Find every line in the records below that holds the word "await", and copy it out.

=== Section Start ===

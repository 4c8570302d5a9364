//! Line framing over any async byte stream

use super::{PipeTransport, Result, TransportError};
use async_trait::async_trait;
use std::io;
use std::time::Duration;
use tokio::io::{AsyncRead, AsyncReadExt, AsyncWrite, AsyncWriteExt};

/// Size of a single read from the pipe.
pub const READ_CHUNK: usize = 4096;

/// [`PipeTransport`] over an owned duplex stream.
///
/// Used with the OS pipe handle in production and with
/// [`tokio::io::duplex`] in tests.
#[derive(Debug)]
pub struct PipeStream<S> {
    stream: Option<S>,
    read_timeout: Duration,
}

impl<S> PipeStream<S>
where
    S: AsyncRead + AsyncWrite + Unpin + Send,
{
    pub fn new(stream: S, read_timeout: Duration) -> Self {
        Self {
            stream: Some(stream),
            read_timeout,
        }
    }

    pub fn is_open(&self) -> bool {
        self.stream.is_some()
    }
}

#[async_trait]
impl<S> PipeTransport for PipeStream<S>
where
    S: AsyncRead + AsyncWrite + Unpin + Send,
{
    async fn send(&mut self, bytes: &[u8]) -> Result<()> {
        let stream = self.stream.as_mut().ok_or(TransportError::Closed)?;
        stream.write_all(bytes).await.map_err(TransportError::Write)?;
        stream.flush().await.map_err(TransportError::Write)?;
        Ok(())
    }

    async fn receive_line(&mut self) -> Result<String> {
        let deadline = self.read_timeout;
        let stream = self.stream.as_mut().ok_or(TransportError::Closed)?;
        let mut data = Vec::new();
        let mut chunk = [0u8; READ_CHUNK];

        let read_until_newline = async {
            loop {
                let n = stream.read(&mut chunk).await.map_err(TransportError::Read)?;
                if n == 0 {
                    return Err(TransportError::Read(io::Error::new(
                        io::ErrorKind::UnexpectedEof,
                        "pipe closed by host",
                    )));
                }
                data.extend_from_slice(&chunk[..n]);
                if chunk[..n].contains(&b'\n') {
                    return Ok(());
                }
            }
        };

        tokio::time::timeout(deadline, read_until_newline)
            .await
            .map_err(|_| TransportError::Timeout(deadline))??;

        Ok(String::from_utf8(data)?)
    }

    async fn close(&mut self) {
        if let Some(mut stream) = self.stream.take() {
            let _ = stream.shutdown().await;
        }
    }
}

=== Section End ===

YOUR RESPONSE:
        stream.write_all(bytes).await.map_err(TransportError::Write)?;
        stream.flush().await.map_err(TransportError::Write)?;
                let n = stream.read(&mut chunk).await.map_err(TransportError::Read)?;
            .await
            let _ = stream.shutdown().await;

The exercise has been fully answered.